▶ **DESCRIPTION OF THE TASK**
Give only the number of lines in the records that contain the word "never".

▶ **SUPPLIED RECORDS**
■ ■ ■ ■

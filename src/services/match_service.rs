//! Match write and read operations.
//!
//! Every successful write persists first and broadcasts second, so clients
//! are never notified of a row that is not yet queryable.

use time::{OffsetDateTime, format_description::well_known::Rfc3339};

use crate::{
    dao::models::{MatchPatch, NewMatch},
    dto::matches::{CreateMatchRequest, ListMatchesQuery, MatchSummary, UpdateMatchRequest, UpdateScoreRequest},
    error::ServiceError,
    services::broadcast::{broadcast_match_created, broadcast_score_update, broadcast_status_change},
    state::{SharedState, phase::resolve_phase},
};

/// Default number of rows returned by a listing.
const DEFAULT_LIST_LIMIT: i64 = 50;
/// Hard cap on listing sizes.
const MAX_LIST_LIMIT: i64 = 100;

/// List matches, newest first.
pub async fn list_matches(
    state: &SharedState,
    query: ListMatchesQuery,
) -> Result<Vec<MatchSummary>, ServiceError> {
    let store = state.require_match_store().await?;
    let limit = query.limit.unwrap_or(DEFAULT_LIST_LIMIT).min(MAX_LIST_LIMIT);

    let rows = store.list_matches(limit).await?;
    Ok(rows.into_iter().map(Into::into).collect())
}

/// Create a match, deriving its initial phase from the window, and announce
/// it to every connection.
pub async fn create_match(
    state: &SharedState,
    payload: CreateMatchRequest,
) -> Result<MatchSummary, ServiceError> {
    let store = state.require_match_store().await?;

    let (start_time, end_time) = payload.window().ok_or_else(|| {
        ServiceError::InvalidInput("startTime and endTime must be valid RFC 3339 instants".into())
    })?;
    // The stored status is always derived, never client-set.
    let status = resolve_phase(start_time, end_time, OffsetDateTime::now_utc());

    let record = store
        .insert_match(NewMatch {
            sport: payload.sport,
            home_team: payload.home_team,
            away_team: payload.away_team,
            status,
            start_time,
            end_time,
            home_score: payload.home_score.unwrap_or(0),
            away_score: payload.away_score.unwrap_or(0),
        })
        .await?;

    let summary = MatchSummary::from(record);
    broadcast_match_created(state, summary.clone());
    Ok(summary)
}

/// Load a single match.
pub async fn get_match(state: &SharedState, id: i64) -> Result<MatchSummary, ServiceError> {
    let store = state.require_match_store().await?;
    let record = store
        .find_match(id)
        .await?
        .ok_or_else(|| ServiceError::NotFound(format!("match `{id}` not found")))?;

    Ok(record.into())
}

/// Apply a partial update to a match.
///
/// When the window changes and no explicit status was supplied, the status is
/// re-derived from the new window; a resulting phase change is announced the
/// same way the scheduler announces one.
pub async fn update_match(
    state: &SharedState,
    id: i64,
    payload: UpdateMatchRequest,
) -> Result<MatchSummary, ServiceError> {
    let store = state.require_match_store().await?;

    let existing = store
        .find_match(id)
        .await?
        .ok_or_else(|| ServiceError::NotFound(format!("match `{id}` not found")))?;

    let start_time = parse_instant(payload.start_time.as_deref())?;
    let end_time = parse_instant(payload.end_time.as_deref())?;

    let window_changed = start_time.is_some() || end_time.is_some();
    let next_start = start_time.unwrap_or(existing.start_time);
    let next_end = end_time.unwrap_or(existing.end_time);
    if next_end <= next_start {
        return Err(ServiceError::InvalidInput(
            "endTime must be after startTime".into(),
        ));
    }

    let status = payload.status.or_else(|| {
        window_changed.then(|| resolve_phase(next_start, next_end, OffsetDateTime::now_utc()))
    });

    let updated = store
        .update_match(
            id,
            MatchPatch {
                sport: payload.sport,
                home_team: payload.home_team,
                away_team: payload.away_team,
                status,
                start_time,
                end_time,
            },
        )
        .await?
        .ok_or_else(|| ServiceError::NotFound(format!("match `{id}` not found")))?;

    let summary = MatchSummary::from(updated);
    if summary.status != existing.status {
        broadcast_status_change(state, summary.clone());
    }
    Ok(summary)
}

/// Replace both scores of a match and announce the update.
pub async fn update_score(
    state: &SharedState,
    id: i64,
    payload: UpdateScoreRequest,
) -> Result<MatchSummary, ServiceError> {
    let store = state.require_match_store().await?;

    let updated = store
        .update_score(id, payload.home_score, payload.away_score)
        .await?
        .ok_or_else(|| ServiceError::NotFound(format!("match `{id}` not found")))?;

    let summary = MatchSummary::from(updated);
    broadcast_score_update(state, summary.clone());
    Ok(summary)
}

fn parse_instant(value: Option<&str>) -> Result<Option<OffsetDateTime>, ServiceError> {
    value
        .map(|raw| {
            OffsetDateTime::parse(raw, &Rfc3339).map_err(|_| {
                ServiceError::InvalidInput(format!("`{raw}` is not a valid RFC 3339 instant"))
            })
        })
        .transpose()
}

#[cfg(test)]
mod tests {
    use std::sync::Arc;

    use axum::extract::ws::Message;
    use tokio::sync::mpsc::UnboundedReceiver;
    use uuid::Uuid;

    use super::*;
    use crate::{
        config::AppConfig,
        dao::match_store::testing::InMemoryMatchStore,
        state::{AppState, phase::MatchPhase, registry::ClientConnection},
    };

    async fn state_with_store() -> (crate::state::SharedState, Arc<InMemoryMatchStore>) {
        let state = AppState::new(AppConfig::default());
        let store = Arc::new(InMemoryMatchStore::new());
        state.install_match_store(store.clone()).await;
        (state, store)
    }

    fn attach_client(state: &crate::state::SharedState) -> UnboundedReceiver<Message> {
        let (tx, rx) = tokio::sync::mpsc::unbounded_channel();
        state
            .registry()
            .register(ClientConnection::new(Uuid::new_v4(), tx));
        rx
    }

    fn received_types(rx: &mut UnboundedReceiver<Message>) -> Vec<String> {
        let mut types = Vec::new();
        while let Ok(Message::Text(text)) = rx.try_recv() {
            let value: serde_json::Value = serde_json::from_str(&text).unwrap();
            types.push(value["type"].as_str().unwrap().to_string());
        }
        types
    }

    fn future_match_payload() -> CreateMatchRequest {
        serde_json::from_value(serde_json::json!({
            "sport": "football",
            "homeTeam": "Team A",
            "awayTeam": "Team B",
            "startTime": "2100-03-01T12:00:00Z",
            "endTime": "2100-03-01T14:00:00Z",
        }))
        .unwrap()
    }

    #[tokio::test]
    async fn create_derives_status_and_broadcasts_after_persisting() {
        let (state, store) = state_with_store().await;
        let mut rx = attach_client(&state);

        let summary = create_match(&state, future_match_payload()).await.unwrap();

        assert_eq!(summary.status, MatchPhase::Scheduled);
        assert_eq!(store.phase_of(summary.id), Some(MatchPhase::Scheduled));
        assert_eq!(received_types(&mut rx), vec!["match_created"]);
    }

    #[tokio::test]
    async fn create_fails_in_degraded_mode_without_broadcasting() {
        let state = AppState::new(AppConfig::default());
        let mut rx = attach_client(&state);

        let result = create_match(&state, future_match_payload()).await;

        assert!(matches!(result, Err(ServiceError::Degraded)));
        assert!(received_types(&mut rx).is_empty());
    }

    #[tokio::test]
    async fn score_update_broadcasts_the_updated_row() {
        let (state, _store) = state_with_store().await;
        let created = create_match(&state, future_match_payload()).await.unwrap();
        let mut rx = attach_client(&state);

        let payload: UpdateScoreRequest =
            serde_json::from_value(serde_json::json!({"homeScore": 2, "awayScore": 1})).unwrap();
        let summary = update_score(&state, created.id, payload).await.unwrap();

        assert_eq!((summary.home_score, summary.away_score), (2, 1));
        assert_eq!(received_types(&mut rx), vec!["score_update"]);
    }

    #[tokio::test]
    async fn score_update_on_missing_match_is_not_found() {
        let (state, _store) = state_with_store().await;

        let payload: UpdateScoreRequest =
            serde_json::from_value(serde_json::json!({"homeScore": 1, "awayScore": 0})).unwrap();
        let result = update_score(&state, 999, payload).await;

        assert!(matches!(result, Err(ServiceError::NotFound(_))));
    }

    #[tokio::test]
    async fn rewriting_the_window_rederives_status_and_announces_it() {
        let (state, store) = state_with_store().await;
        let created = create_match(&state, future_match_payload()).await.unwrap();
        let mut rx = attach_client(&state);

        // Move the window into the past: the match is now finished.
        let payload: UpdateMatchRequest = serde_json::from_value(serde_json::json!({
            "startTime": "2020-03-01T12:00:00Z",
            "endTime": "2020-03-01T14:00:00Z",
        }))
        .unwrap();
        let summary = update_match(&state, created.id, payload).await.unwrap();

        assert_eq!(summary.status, MatchPhase::Finished);
        assert_eq!(store.phase_of(created.id), Some(MatchPhase::Finished));
        assert_eq!(received_types(&mut rx), vec!["status_change"]);
    }

    #[tokio::test]
    async fn update_rejects_inverted_windows() {
        let (state, _store) = state_with_store().await;
        let created = create_match(&state, future_match_payload()).await.unwrap();

        let payload: UpdateMatchRequest = serde_json::from_value(serde_json::json!({
            "endTime": "2000-01-01T00:00:00Z",
        }))
        .unwrap();
        let result = update_match(&state, created.id, payload).await;

        assert!(matches!(result, Err(ServiceError::InvalidInput(_))));
    }
}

■ ■ ■ ■

▶ **ANSWER SPACE**
2